### To do
Set every entry down again exactly, omitting none.

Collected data
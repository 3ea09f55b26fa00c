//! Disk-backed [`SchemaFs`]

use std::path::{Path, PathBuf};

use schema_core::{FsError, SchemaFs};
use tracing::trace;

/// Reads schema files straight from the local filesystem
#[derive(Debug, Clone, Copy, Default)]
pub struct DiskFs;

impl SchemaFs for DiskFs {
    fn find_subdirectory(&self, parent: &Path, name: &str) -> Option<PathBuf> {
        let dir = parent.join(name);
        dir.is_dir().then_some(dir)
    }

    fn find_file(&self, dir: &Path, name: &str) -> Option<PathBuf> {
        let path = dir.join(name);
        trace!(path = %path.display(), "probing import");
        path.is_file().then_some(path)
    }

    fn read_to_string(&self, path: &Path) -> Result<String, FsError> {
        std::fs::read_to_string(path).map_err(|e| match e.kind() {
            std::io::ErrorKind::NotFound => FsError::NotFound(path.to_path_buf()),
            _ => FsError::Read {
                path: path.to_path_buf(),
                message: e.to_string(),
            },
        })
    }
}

### Exercise answer
repository 3ea09f55b26fa00c
//! Disk-backed [`SchemaFs`]

use std::path::{Path, PathBuf};

use schema_core::{FsError, SchemaFs};
use tracing::trace;

/// Reads schema files straight from the local filesystem
#[derive(Debug, Clone, Copy, Default)]
pub struct DiskFs;

impl SchemaFs for DiskFs {
    fn find_subdirectory(&self, parent: &Path, name: &str) -> Option<PathBuf> {
        let dir = parent.join(name);
        dir.is_dir().then_some(dir)
    }

    fn find_file(&self, dir: &Path, name: &str) -> Option<PathBuf> {
        let path = dir.join(name);
        trace!(path = %path.display(), "probing import");
        path.is_file().then_some(path)
    }

    fn read_to_string(&self, path: &Path) -> Result<String, FsError> {
        std::fs::read_to_string(path).map_err(|e| match e.kind() {
            std::io::ErrorKind::NotFound => FsError::NotFound(path.to_path_buf()),
            _ => FsError::Read {
                path: path.to_path_buf(),
                message: e.to_string(),
            },
        })
    }
}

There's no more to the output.